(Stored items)
* * * * *

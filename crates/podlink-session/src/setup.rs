//! The setup sequencer: pair → prime → basal → cannula → ready.
//!
//! Every entry point is idempotent and keyed by the controller's setup
//! progress. When a prior attempt's confirmation may have been lost over
//! the radio, the sequencer polls the pod's own progress before re-issuing
//! a command, so a retry never double-delivers setup insulin.

use chrono::{DateTime, Duration, Utc};

use podlink_types::{
    BasalSchedule, PodAlert, PodProgressStatus, SetupProgress, Units, consts,
};
use podlink_wire::{
    BolusExtraCommand, ConfigureAlertsCommand, FaultConfigCommand, InsulinProgram, MessageBlock,
    SetInsulinScheduleCommand, StatusResponse,
};

use crate::dose::ScheduledCertainty;
use crate::error::PodCommsError;
use crate::session::Session;
use crate::transport::MessageTransport;

impl<T: MessageTransport> Session<T> {
    // ========================================================================
    // Prime
    // ========================================================================

    /// Charges the fluid path. Returns the estimated time until priming
    /// finishes.
    pub fn prime(&mut self) -> Result<Duration, PodCommsError> {
        if self.state.setup_progress < SetupProgress::StartingPrime {
            // Disable the $6x fault family until setup completes, then arm
            // the finish-setup reminder.
            let _: StatusResponse = self.send_status_update(
                vec![MessageBlock::FaultConfig(FaultConfigCommand {
                    nonce: 0,
                    tab5_sub16: 0,
                    tab5_sub17: 0,
                })],
                false,
            )?;
            self.configure_alerts(&[PodAlert::finish_setup_reminder()])?;
        }

        if self.state.setup_progress == SetupProgress::StartingPrime {
            // The prime command may have landed without us hearing back.
            let status = self.get_status()?;
            if matches!(
                status.pod_progress,
                PodProgressStatus::Priming | PodProgressStatus::PrimingCompleted
            ) {
                tracing::info!("prime already underway on pod");
                self.mutate(|state| state.advance_setup_progress(SetupProgress::Priming));
                return Ok(self.prime_time_remaining(Utc::now()));
            }
        }

        let finish_time = Utc::now() + consts::prime_finish_estimate();
        self.mutate(|state| {
            state.prime_finish_time = Some(finish_time);
            state.advance_setup_progress(SetupProgress::StartingPrime);
        });

        let status = self.send_status_update(
            setup_bolus_blocks(consts::PRIME_UNITS),
            false,
        )?;
        tracing::info!(progress = ?status.pod_progress, "prime started");
        self.mutate(|state| state.advance_setup_progress(SetupProgress::Priming));
        Ok(consts::prime_finish_estimate())
    }

    fn prime_time_remaining(&self, now: DateTime<Utc>) -> Duration {
        self.state
            .prime_finish_time
            .map_or_else(consts::prime_finish_estimate, |finish| {
                (finish - now).max(Duration::zero())
            })
    }

    // ========================================================================
    // Initial basal schedule
    // ========================================================================

    /// Programs the first basal schedule after priming.
    pub fn program_initial_basal_schedule(
        &mut self,
        schedule: &BasalSchedule,
        schedule_offset: Duration,
    ) -> Result<(), PodCommsError> {
        if self.state.setup_progress == SetupProgress::SettingInitialBasalSchedule {
            // The schedule command may have landed without confirmation.
            let status = self.get_status()?;
            if status.pod_progress.as_byte() >= PodProgressStatus::BasalInitialized.as_byte() {
                tracing::info!("initial basal schedule already set on pod");
                let now = Utc::now();
                self.mutate(|state| {
                    state.advance_setup_progress(SetupProgress::InitialBasalScheduleSet);
                    state.record_resume(now, ScheduledCertainty::Certain);
                });
                return Ok(());
            }
        }

        self.mutate(|state| {
            state.advance_setup_progress(SetupProgress::SettingInitialBasalSchedule);
        });
        self.set_basal_schedule(schedule, schedule_offset, false, false)?;
        self.mutate(|state| {
            state.advance_setup_progress(SetupProgress::InitialBasalScheduleSet);
        });
        Ok(())
    }

    // ========================================================================
    // Cannula insertion
    // ========================================================================

    /// Starts the automated cannula insertion. Returns the time to wait
    /// before checking for completion.
    pub fn insert_cannula(&mut self) -> Result<Duration, PodCommsError> {
        if self.state.activated_at.is_none() {
            return Err(PodCommsError::NoPodPaired);
        }
        let insertion_wait = consts::prime_duration(consts::CANNULA_INSERTION_UNITS);

        if matches!(
            self.state.setup_progress,
            SetupProgress::StartingInsertCannula | SetupProgress::CannulaInserting
        ) {
            // The insertion command may have landed without confirmation.
            let status = self.get_status()?;
            if status.pod_progress.ready_for_delivery() {
                self.mark_setup_complete(status.insulin_delivered);
                return Ok(Duration::zero());
            }
            if status.pod_progress == PodProgressStatus::InsertingCannula {
                self.mutate(|state| {
                    state.advance_setup_progress(SetupProgress::CannulaInserting);
                });
                return Ok(insertion_wait);
            }
        } else {
            // First attempt: arm the lifetime alarms relative to activation.
            let advisory_offset =
                consts::nominal_pod_life() - consts::expiration_advisory_window();
            let shutdown_offset =
                consts::service_duration() - consts::end_of_service_imminent_window();
            self.configure_alerts(&[
                PodAlert::expiration_advisory(advisory_offset),
                PodAlert::shutdown_imminent(shutdown_offset),
            ])?;
        }

        self.mutate(|state| {
            state.advance_setup_progress(SetupProgress::StartingInsertCannula);
        });
        let status = self.send_status_update(
            setup_bolus_blocks(consts::CANNULA_INSERTION_UNITS),
            false,
        )?;
        tracing::info!(progress = ?status.pod_progress, "cannula insertion started");
        self.mutate(|state| {
            state.advance_setup_progress(SetupProgress::CannulaInserting);
        });
        Ok(insertion_wait)
    }

    /// Polls the pod once insertion should have finished and, if it reports
    /// ready, marks setup complete.
    pub fn check_insertion_completed(&mut self) -> Result<(), PodCommsError> {
        let status = self.get_status()?;
        if status.pod_progress.ready_for_delivery() {
            self.mark_setup_complete(status.insulin_delivered);
        }
        Ok(())
    }

    fn mark_setup_complete(&mut self, insulin_delivered: Units) {
        tracing::info!(setup_units = %insulin_delivered, "setup complete");
        self.mutate(|state| {
            state.advance_setup_progress(SetupProgress::Completed);
            if state.setup_units_delivered.is_none() {
                state.setup_units_delivered = Some(insulin_delivered);
            }
        });
    }

    // ========================================================================
    // Alert configuration
    // ========================================================================

    /// Programs the given alert slots and remembers the configuration.
    pub fn configure_alerts(
        &mut self,
        alerts: &[PodAlert],
    ) -> Result<StatusResponse, PodCommsError> {
        let status = self.send_status_update(
            vec![MessageBlock::ConfigureAlerts(ConfigureAlertsCommand {
                nonce: 0,
                alerts: alerts.to_vec(),
            })],
            false,
        )?;
        self.mutate(|state| state.record_configured_alerts(alerts));
        Ok(status)
    }
}

/// The prime and cannula-insertion boluses run at the faster setup pulse
/// interval and never carry beeps.
fn setup_bolus_blocks(units: Units) -> Vec<MessageBlock> {
    vec![
        MessageBlock::SetInsulinSchedule(SetInsulinScheduleCommand {
            nonce: 0,
            program: InsulinProgram::Bolus {
                amount: units,
                seconds_per_pulse: consts::SECONDS_PER_PRIME_PULSE as u8,
            },
        }),
        MessageBlock::BolusExtra(BolusExtraCommand {
            amount: units,
            seconds_per_pulse: consts::SECONDS_PER_PRIME_PULSE as u8,
            acknowledgement_beep: false,
            completion_beep: false,
            reminder_interval_minutes: 0,
        }),
    ]
}
/// The insulin program carried by a set-insulin-schedule command.
#[derive(Debug, Clone, PartialEq, Eq, Serialize, Deserialize)]
#[serde(tag = "program", rename_all = "camelCase")]
pub enum InsulinProgram {
    BasalSchedule {
        /// Minutes past midnight at the moment the program starts.
        schedule_offset_minutes: u16,
        segments: Vec<BasalRateSegment>,
    },
    TempBasal {
        rate: UnitsPerHour,
        duration_minutes: u16,
    },
    Bolus {
        amount: Units,
        seconds_per_pulse: u8,
    },
}

/// Primary dosing command; always paired with the matching extra block.
#[derive(Debug, Clone, PartialEq, Eq, Serialize, Deserialize)]
pub struct SetInsulinScheduleCommand {
    pub nonce: u32,
    pub program: InsulinProgram,
}

/// Redundant bolus parameters the pod cross-checks against the schedule
/// command, plus confirmation beep flags.
#[derive(Debug, Clone, Copy, PartialEq, Eq, Serialize, Deserialize)]
#[serde(rename_all = "camelCase")]
pub struct BolusExtraCommand {
    pub amount: Units,
    pub seconds_per_pulse: u8,
    pub acknowledgement_beep: bool,
    pub completion_beep: bool,
    /// Minutes between periodic delivery-in-progress reminder beeps;
    /// zero disables them.
    pub reminder_interval_minutes: u8,
}

/// Redundant temp-basal parameters plus confirmation beep flags.
#[derive(Debug, Clone, Copy, PartialEq, Eq, Serialize, Deserialize)]
#[serde(rename_all = "camelCase")]
pub struct TempBasalExtraCommand {
    pub rate: UnitsPerHour,
    pub duration_minutes: u16,
    pub acknowledgement_beep: bool,
    pub completion_beep: bool,
}

/// Redundant basal-schedule parameters plus confirmation beep flags.
#[derive(Debug, Clone, PartialEq, Eq, Serialize, Deserialize)]
#[serde(rename_all = "camelCase")]
pub struct BasalScheduleExtraCommand {
    pub schedule_offset_minutes: u16,
    pub segments: Vec<BasalRateSegment>,
    pub acknowledgement_beep: bool,
    pub completion_beep: bool,
}

/// Cancels the selected delivery kinds, optionally beeping.
///
/// An empty kind set is a valid command: it delivers nothing but elicits a
/// status response and validates the nonce.
#[derive(Debug, Clone, Copy, PartialEq, Eq, Serialize, Deserialize)]
#[serde(rename_all = "camelCase")]
pub struct CancelDeliveryCommand {
    pub nonce: u32,
    pub kinds: DeliveryKindSet,
    pub beep_type: BeepType,
}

* * * * *

Task item
Your answer should be each line of the data that contains the word "DateTime", copied as it stands.

Result of this task
use chrono::{DateTime, Duration, Utc};
    fn prime_time_remaining(&self, now: DateTime<Utc>) -> Duration {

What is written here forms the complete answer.